**MATERIAL SUPPLIED:**
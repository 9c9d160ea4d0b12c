//! Redis cache configuration

use serde::Deserialize;
use std::time::Duration;

use super::error::ValidationError;

/// Redis configuration
#[derive(Debug, Clone, Deserialize)]
pub struct RedisConfig {
    /// Redis connection URL
    pub url: String,

    /// TTL for cached task lists, in seconds
    #[serde(default = "default_cache_ttl")]
    pub cache_ttl_secs: u64,
}

impl RedisConfig {
    /// Get the cache TTL as a Duration
    pub fn cache_ttl(&self) -> Duration {
        Duration::from_secs(self.cache_ttl_secs)
    }

    /// Validate Redis configuration
    pub fn validate(&self) -> Result<(), ValidationError> {
        if self.url.is_empty() {
            return Err(ValidationError::MissingRequired("REDIS_URL"));
        }
        if !self.url.starts_with("redis://") && !self.url.starts_with("rediss://") {
            return Err(ValidationError::InvalidRedisUrl);
        }
        if self.cache_ttl_secs == 0 {
            return Err(ValidationError::OutOfRange("redis.cache_ttl_secs"));
        }
        Ok(())
    }
}

impl Default for RedisConfig {
    fn default() -> Self {
        Self {
            url: String::new(),
            cache_ttl_secs: default_cache_ttl(),
        }
    }
}

fn default_cache_ttl() -> u64 {
    30
}

#[cfg(test)]
mod tests {
    use super::*;

    #[test]
    fn test_redis_config_defaults() {
        let config = RedisConfig::default();
        assert_eq!(config.cache_ttl_secs, 30);
        assert_eq!(config.cache_ttl(), Duration::from_secs(30));
    }

    #[test]
    fn test_validation_missing_url() {
        assert!(RedisConfig::default().validate().is_err());
    }

    #[test]
    fn test_validation_invalid_url() {
        let config = RedisConfig {
            url: "http://localhost:6379".to_string(),
            ..Default::default()
        };
        assert_eq!(config.validate(), Err(ValidationError::InvalidRedisUrl));
    }

    #[test]
    fn test_validation_valid_redis_url() {
        let config = RedisConfig {
            url: "redis://localhost:6379".to_string(),
            ..Default::default()
        };
        assert!(config.validate().is_ok());
    }

    #[test]
    fn test_validation_rejects_zero_ttl() {
        let config = RedisConfig {
            url: "redis://localhost:6379".to_string(),
            cache_ttl_secs: 0,
        };
        assert!(config.validate().is_err());
    }
}
//! Supervised broker connection.
//!
//! The transport library's own reconnect loop is disabled; this module owns
//! the lifecycle explicitly so that topology is re-asserted on every
//! reconnect and callers can observe (and bound their wait on) the current
//! state. The protocol is `Disconnected -> Connecting -> TopologyReady ->
//! Active`; any transport failure reported by a caller drops the state back
//! to `Disconnected` and wakes the supervisor.

use std::sync::Arc;

use async_nats::jetstream;
use tokio::sync::{mpsc, watch};
use tokio::time;
use tracing::{error, info, warn};

use crate::config::BrokerConfig;
use crate::domain::foundation::{DomainError, ErrorCode};

use super::topology;

/// Observable connection state.
#[derive(Debug, Clone, Copy, PartialEq, Eq)]
pub enum BrokerState {
    Disconnected,
    Connecting,
    TopologyReady,
    Active,
}

/// Live connection handed to publishers and consumers while `Active`.
#[derive(Clone)]
pub struct BrokerHandle {
    pub client: async_nats::Client,
    pub jetstream: jetstream::Context,
}

#[derive(Clone)]
enum BrokerStatus {
    Disconnected,
    Connecting,
    TopologyReady,
    Active(BrokerHandle),
}

impl BrokerStatus {
    fn state(&self) -> BrokerState {
        match self {
            BrokerStatus::Disconnected => BrokerState::Disconnected,
            BrokerStatus::Connecting => BrokerState::Connecting,
            BrokerStatus::TopologyReady => BrokerState::TopologyReady,
            BrokerStatus::Active(_) => BrokerState::Active,
        }
    }
}

/// Shared connection supervisor.
///
/// Startup runs one bounded connect cycle; if the budget is exhausted the
/// process continues degraded (operations fail fast until the broker
/// returns) rather than crashing. Mid-life reconnect cycles retry
/// indefinitely.
pub struct BrokerConnection {
    config: BrokerConfig,
    status_tx: watch::Sender<BrokerStatus>,
    reconnect_tx: mpsc::Sender<()>,
}

impl BrokerConnection {
    /// Connect with the bounded startup budget and spawn the supervisor.
    pub async fn connect(config: BrokerConfig) -> Arc<Self> {
        let (status_tx, _) = watch::channel(BrokerStatus::Disconnected);
        let (reconnect_tx, reconnect_rx) = mpsc::channel(1);
        let connection = Arc::new(Self {
            config,
            status_tx,
            reconnect_tx,
        });

        if connection
            .cycle(Some(connection.config.connect_attempts))
            .await
            .is_err()
        {
            error!(
                attempts = connection.config.connect_attempts,
                "broker unreachable at startup; continuing degraded until it returns"
            );
        }

        tokio::spawn(Self::supervise(Arc::clone(&connection), reconnect_rx));
        connection
    }

    /// Current state, for logs and health reporting.
    pub fn state(&self) -> BrokerState {
        self.status_tx.borrow().state()
    }

    /// Wait until the connection is `Active` and return a handle.
    ///
    /// The wait is bounded by the full reconnect budget so callers fail
    /// fast with `BROKER_UNAVAILABLE` instead of hanging while the broker
    /// is down.
    pub async fn active_handle(&self) -> Result<BrokerHandle, DomainError> {
        let mut status_rx = self.status_tx.subscribe();
        if !matches!(&*status_rx.borrow(), BrokerStatus::Active(_)) {
            // Wake the supervisor in case it is parked disconnected.
            let _ = self.reconnect_tx.try_send(());
        }

        let deadline = time::Instant::now() + self.config.active_wait_budget();
        loop {
            if let BrokerStatus::Active(handle) = &*status_rx.borrow() {
                return Ok(handle.clone());
            }
            match time::timeout_at(deadline, status_rx.changed()).await {
                Ok(Ok(())) => continue,
                Ok(Err(_)) | Err(_) => {
                    return Err(DomainError::new(
                        ErrorCode::BrokerUnavailable,
                        "Message broker is unavailable",
                    ));
                }
            }
        }
    }

    /// Report a transport failure observed while holding a handle.
    ///
    /// Drops the state to `Disconnected` and schedules a reconnect cycle.
    pub fn report_failure(&self) {
        let was_active = matches!(&*self.status_tx.borrow(), BrokerStatus::Active(_));
        if was_active {
            self.status_tx.send_replace(BrokerStatus::Disconnected);
            warn!("broker connection lost; reconnect scheduled");
        }
        let _ = self.reconnect_tx.try_send(());
    }

    async fn supervise(connection: Arc<Self>, mut reconnect_rx: mpsc::Receiver<()>) {
        while reconnect_rx.recv().await.is_some() {
            if matches!(&*connection.status_tx.borrow(), BrokerStatus::Active(_)) {
                continue;
            }
            // Mid-life reconnects are unbounded: the service must outlive
            // broker restarts.
            let _ = connection.cycle(None).await;
        }
    }

    /// One pass of the reconnect protocol.
    async fn cycle(&self, max_attempts: Option<u32>) -> Result<(), ()> {
        self.status_tx.send_replace(BrokerStatus::Connecting);
        let mut attempt: u32 = 0;
        loop {
            attempt += 1;
            match self.try_establish().await {
                Ok(handle) => {
                    self.status_tx.send_replace(BrokerStatus::Active(handle));
                    info!(attempt, url = %self.config.url, "broker connection active");
                    return Ok(());
                }
                Err(error) => {
                    warn!(attempt, %error, "broker connect attempt failed");
                    if let Some(max) = max_attempts {
                        if attempt >= max {
                            self.status_tx.send_replace(BrokerStatus::Disconnected);
                            return Err(());
                        }
                    }
                    time::sleep(self.config.connect_delay()).await;
                }
            }
        }
    }

    /// Transport connect plus idempotent topology assertion. A topology
    /// mismatch is treated the same as a connect failure and retried.
    async fn try_establish(&self) -> Result<BrokerHandle, async_nats::Error> {
        let client = async_nats::ConnectOptions::new()
            // Reconnection is owned by this state machine.
            .max_reconnects(0)
            .connect(self.config.url.as_str())
            .await?;

        self.status_tx.send_replace(BrokerStatus::TopologyReady);
        let jetstream = jetstream::new(client.clone());
        topology::assert_topology(&jetstream, &self.config).await?;

        Ok(BrokerHandle { client, jetstream })
    }
}

#[cfg(test)]
mod tests {
    use super::*;

    fn unreachable_config() -> BrokerConfig {
        BrokerConfig {
            // Port 9 is discard; nothing is listening there in CI.
            url: "nats://127.0.0.1:9".to_string(),
            connect_attempts: 2,
            connect_delay_ms: 10,
            ..Default::default()
        }
    }

    #[tokio::test]
    async fn startup_exhaustion_leaves_connection_degraded() {
        let connection = BrokerConnection::connect(unreachable_config()).await;
        assert_eq!(connection.state(), BrokerState::Disconnected);
    }

    #[tokio::test]
    async fn active_handle_fails_fast_when_degraded() {
        let connection = BrokerConnection::connect(unreachable_config()).await;
        let result = connection.active_handle().await;
        let error = result.err().unwrap();
        assert_eq!(error.code, ErrorCode::BrokerUnavailable);
    }

    #[test]
    fn status_maps_to_observable_state() {
        assert_eq!(BrokerStatus::Disconnected.state(), BrokerState::Disconnected);
        assert_eq!(BrokerStatus::Connecting.state(), BrokerState::Connecting);
        assert_eq!(
            BrokerStatus::TopologyReady.state(),
            BrokerState::TopologyReady
        );
    }
}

**INSTRUCTIONS FOR THE TASK:**
Start with the line above that contains "fn default_cache_ttl() ->" and stop after the line that contains "assert_eq!(config.cache_ttl_secs, 30);". Output those lines exactly, and only those.

**RESULT OF THIS EXERCISE:**
fn default_cache_ttl() -> u64 {
    30
}

#[cfg(test)]
mod tests {
    use super::*;

    #[test]
    fn test_redis_config_defaults() {
        let config = RedisConfig::default();
        assert_eq!(config.cache_ttl_secs, 30);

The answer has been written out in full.